Buscar este blog

jueves, 31 de mayo de 2018

Correctores anónimos



Ella pronunció mi nombre, y con eso sentenció mi turno. Me puse de pie lentamente, de forma burda e irresoluta, apoyándome primero en el asiento, luego presionando sobre él para finalmente asirme del respaldo.
Arrojé un pispeo timorato al auditorio circundante, dispuesto en ronda. Los primeros que vi me contemplaron lastimosamente, supongo que por el frágil espectáculo. Algunos devolvían la mirada, inquisidores. Otros cavilaban en sus pensamientos, buscaban mensajes ocultos en la simetría de los trazos en las baldosas o bautizaban sus dedos, quién sabe. Un par musitaban secretos apenas gesticulados.
La moderadora, rubia, de unos treinta y tantos, embozada en un tailleur crema, reiteraba por enésima vez el ritual. Cruzó las piernas, hizo un ademán con la cabeza en mi dirección y todos, cortésmente, cesaron hasta en los carraspeos.
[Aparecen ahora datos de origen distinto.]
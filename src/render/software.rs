//! Software backend: a headless reference implementation of [`Backend`].
//!
//! Surfaces and windows are plain in-memory framebuffers, and glyphs come
//! from synthetic metrics that approximate a proportional font: narrow
//! letters are narrower than wide ones, descenders hang lower than the
//! x-height. That is enough to exercise everything the renderer does
//! (centering, baseline alignment, background fills) without a font stack.
//!
//! Every draw call is also appended to an operation log, which the tests use
//! to check the renderer's core guarantee: clean cells cost zero work.

use super::backend::{Backend, PixelBuffer, SurfaceId, WindowId};
use crate::grid::{is_printable, Rgba};
use crate::layout::PixelRect;
use std::collections::HashMap;

/// One recorded backend call.
#[derive(Clone, Debug, PartialEq, Eq)]
pub enum DrawOp {
    /// A surface was allocated.
    CreateSurface {
        /// Handle of the new surface.
        surface: SurfaceId,
        /// Width in pixels.
        width: u32,
        /// Height in pixels.
        height: u32,
    },
    /// A surface was resized.
    ResizeSurface {
        /// Handle of the surface.
        surface: SurfaceId,
        /// New width in pixels.
        width: u32,
        /// New height in pixels.
        height: u32,
    },
    /// A rectangle was filled.
    FillRect {
        /// Target surface.
        surface: SurfaceId,
        /// Filled rectangle.
        rect: PixelRect,
        /// Fill color.
        color: Rgba,
    },
    /// A glyph buffer was blitted onto a surface.
    Blit {
        /// Target surface.
        surface: SurfaceId,
        /// Destination rectangle.
        dest: PixelRect,
    },
    /// A window was created.
    CreateWindow {
        /// Handle of the new window.
        window: WindowId,
        /// Fullscreen flag passed by the caller.
        fullscreen: bool,
    },
    /// A window was resized.
    ResizeWindow {
        /// Handle of the window.
        window: WindowId,
        /// New width in pixels.
        width: u32,
        /// New height in pixels.
        height: u32,
    },
    /// A surface was blitted into a window.
    BlitToWindow {
        /// Source surface.
        surface: SurfaceId,
        /// Target window.
        window: WindowId,
    },
    /// The frame was presented.
    Present,
}

/// Headless [`Backend`] backed by in-memory framebuffers.
#[derive(Default)]
pub struct SoftwareBackend {
    surfaces: HashMap<SurfaceId, PixelBuffer>,
    windows: HashMap<WindowId, PixelBuffer>,
    next_surface: SurfaceId,
    next_window: WindowId,
    ops: Vec<DrawOp>,
}

impl SoftwareBackend {
    /// Create an empty backend.
    pub fn new() -> Self {
        Self::default()
    }

    /// The recorded operation log, in call order.
    pub fn ops(&self) -> &[DrawOp] {
        &self.ops
    }

    /// Clear the operation log (framebuffers are untouched).
    pub fn clear_ops(&mut self) {
        self.ops.clear();
    }

    /// Get a surface's framebuffer for inspection.
    pub fn surface(&self, surface: SurfaceId) -> Option<&PixelBuffer> {
        self.surfaces.get(&surface)
    }

    /// Get a window's framebuffer for inspection.
    pub fn window(&self, window: WindowId) -> Option<&PixelBuffer> {
        self.windows.get(&window)
    }

    /// Count recorded fill/blit operations (the per-cell paint work).
    pub fn paint_op_count(&self) -> usize {
        self.ops
            .iter()
            .filter(|op| matches!(op, DrawOp::FillRect { .. } | DrawOp::Blit { .. }))
            .count()
    }

    /// Synthetic advance width for a glyph.
    fn glyph_width(ch: char) -> u32 {
        match ch {
            'i' | 'I' | 'l' | 'j' | '!' | '|' | '.' | ',' | '\'' | ':' | ';' => 3,
            'w' | 'W' | 'm' | 'M' | '@' | '#' => 8,
            ' ' => 4,
            _ => 6,
        }
    }

    /// Synthetic height for a glyph: descenders reach below the x-height.
    fn glyph_height(ch: char) -> u32 {
        match ch {
            'g' | 'j' | 'p' | 'q' | 'y' | ',' | ';' => 12,
            'A'..='Z' | '0'..='9' => 11,
            _ => 10,
        }
    }
}

impl Backend for SoftwareBackend {
    fn measure_glyph(&self, ch: char) -> (u32, u32) {
        debug_assert!(is_printable(ch), "measure_glyph takes printable ASCII");
        (Self::glyph_width(ch), Self::glyph_height(ch))
    }

    fn render_glyph(&mut self, ch: char, fg: Rgba, bg: Rgba) -> PixelBuffer {
        let (w, h) = self.measure_glyph(ch);
        // A one-pixel background border around a solid foreground block;
        // crude, but centering and alignment are observable
        let mut buf = PixelBuffer::new(w, h, bg);
        buf.fill_rect(
            PixelRect::new(1, 1, w.saturating_sub(2), h.saturating_sub(2)),
            fg,
        );
        buf
    }

    fn create_surface(&mut self, width: u32, height: u32) -> SurfaceId {
        let id = self.next_surface;
        self.next_surface += 1;
        self.surfaces
            .insert(id, PixelBuffer::new(width, height, Rgba::TRANSPARENT));
        self.ops.push(DrawOp::CreateSurface {
            surface: id,
            width,
            height,
        });
        id
    }

    fn resize_surface(&mut self, surface: SurfaceId, width: u32, height: u32) {
        self.surfaces
            .insert(surface, PixelBuffer::new(width, height, Rgba::TRANSPARENT));
        self.ops.push(DrawOp::ResizeSurface {
            surface,
            width,
            height,
        });
    }

    fn fill_rect(&mut self, surface: SurfaceId, rect: PixelRect, color: Rgba) {
        if let Some(buf) = self.surfaces.get_mut(&surface) {
            buf.fill_rect(rect, color);
        }
        self.ops.push(DrawOp::FillRect {
            surface,
            rect,
            color,
        });
    }

    fn blit(&mut self, src: &PixelBuffer, surface: SurfaceId, dest: PixelRect) {
        if let Some(buf) = self.surfaces.get_mut(&surface) {
            buf.blit(src, dest);
        }
        self.ops.push(DrawOp::Blit { surface, dest });
    }

    fn create_window(&mut self, width: u32, height: u32, fullscreen: bool) -> WindowId {
        let id = self.next_window;
        self.next_window += 1;
        self.windows
            .insert(id, PixelBuffer::new(width, height, Rgba::BLACK));
        self.ops.push(DrawOp::CreateWindow {
            window: id,
            fullscreen,
        });
        log::debug!("created {width}x{height} software window (fullscreen: {fullscreen})");
        id
    }

    fn resize_window(&mut self, window: WindowId, width: u32, height: u32) {
        self.windows
            .insert(window, PixelBuffer::new(width, height, Rgba::BLACK));
        self.ops.push(DrawOp::ResizeWindow {
            window,
            width,
            height,
        });
    }

    fn blit_to_window(&mut self, surface: SurfaceId, window: WindowId) {
        if let (Some(src), Some(dst)) = (self.surfaces.get(&surface), self.windows.get(&window)) {
            let mut copy = dst.clone();
            copy.blit(src, PixelRect::new(0, 0, src.width(), src.height()));
            self.windows.insert(window, copy);
        }
        self.ops.push(DrawOp::BlitToWindow { surface, window });
    }

    fn present(&mut self) {
        self.ops.push(DrawOp::Present);
    }
}

#[cfg(test)]
mod tests {
    use super::*;

    #[test]
    fn test_metrics_are_proportional() {
        let backend = SoftwareBackend::new();
        let (iw, _) = backend.measure_glyph('i');
        let (ww, _) = backend.measure_glyph('W');
        assert!(iw < ww);
    }

    #[test]
    fn test_metrics_deterministic() {
        let backend = SoftwareBackend::new();
        assert_eq!(backend.measure_glyph('x'), backend.measure_glyph('x'));
    }

    #[test]
    fn test_render_glyph_dimensions_match_measure() {
        let mut backend = SoftwareBackend::new();
        let (w, h) = backend.measure_glyph('g');
        let glyph = backend.render_glyph('g', Rgba::WHITE, Rgba::BLACK);
        assert_eq!((glyph.width(), glyph.height()), (w, h));
        // Interior is foreground, border is background
        assert_eq!(glyph.pixel(1, 1), Some(Rgba::WHITE));
        assert_eq!(glyph.pixel(0, 0), Some(Rgba::BLACK));
    }

    #[test]
    fn test_surface_lifecycle_and_ops() {
        let mut backend = SoftwareBackend::new();
        let s = backend.create_surface(10, 10);
        backend.fill_rect(s, PixelRect::new(0, 0, 2, 2), Rgba::WHITE);
        assert_eq!(backend.surface(s).unwrap().pixel(1, 1), Some(Rgba::WHITE));
        assert_eq!(backend.paint_op_count(), 1);
        backend.clear_ops();
        assert_eq!(backend.paint_op_count(), 0);
    }

    #[test]
    fn test_window_blit() {
        let mut backend = SoftwareBackend::new();
        let s = backend.create_surface(4, 4);
        let w = backend.create_window(4, 4, false);
        backend.fill_rect(s, PixelRect::new(0, 0, 4, 4), Rgba::WHITE);
        backend.blit_to_window(s, w);
        assert_eq!(backend.window(w).unwrap().pixel(2, 2), Some(Rgba::WHITE));
    }
}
—Hola, buenas tardes —dije y el saludo rebotó, murmullado, en la docena de asistentes—. Mi nombre es Pablo, tengo treinta y seis años, he trabajado siete como docente y vine porque soy un hombre que en su genética alberga cuantiosas obsesiones. Para aburrirlos un poco, les contaré mi historia.
»Arranqué de chico, tal vez a ustedes también les haya pasado. Lector precoz, ya de pequeño tanteaba a la familia: escuchar "dijistes", "trajistes" y similares voces obligaba a intervenir. Era un chiquito irritante aunque bien intencionado; en general la parentela tendía a la aquiescencia excepto la tía Adela, quien fingía no escucharme. A veces se hacía la sorda. Y después, siempre después, remarcaba las eses. Para mí que lo hacía por eso, porque escuchaba una vocecita aguda y molesta que parecía provenir de sus rodillas gruesas y que encima le dedicaba una reprimenda, porque dejaba alcanzar a sus oídos una punición atiplada entregada por una pesadilla ataviada de niño.
»En la escuela era un alumno correcto, esforzado, silencioso, destacado en Castellano, siempre tenía un diccionario a mano, que, por cierto, consultaba frecuentemente. No recuerdo detalles relevantes, salvo el hallar placer en la lectura durante los tiempos libres y un enorme entusiasmo por conocer términos nuevos.
»Donde se manifestaron accesos incipientes fue en la adolescencia, época en la que la gente de mi edad comenzó a tomar mal el asunto, especialmente los varones. La mudanza a un pueblo mínimo evidenció un cruce de hábitos y costumbres, por entonces algo novedoso para mí, percibido en aquel tiempo como la existencia de un idioma paralelo basado en un sólido dequeísmo aliado a una batería de modismos rurales. Desde ya, el intercambio no ocurrió como pretendía: educar al prójimo, usualmente de manera indeseada e inesperada, no contribuye a forjar amistades. Hubo consonantes en fuga, especialmente des y eses finales, abominaciones como pronunciar "heder" con ge inicial. La hache es muda, no sorda.
»Pero también recibí mi parte del trueque. Hubo chanzas con regusto a desquite, patadas en los picados ligadas a cuestiones extradeportivas. Hubo entreveros que no involucraron polleras, hasta con las chicas. Aprendí, por ejemplo, que "lado" y "lao" pueden ser sinónimos, que "lo qué" puede reemplazar a "qué", que una gabina es lo mismo que una cabina. En consecuencia, imité a la naturaleza y ejercité la adaptación.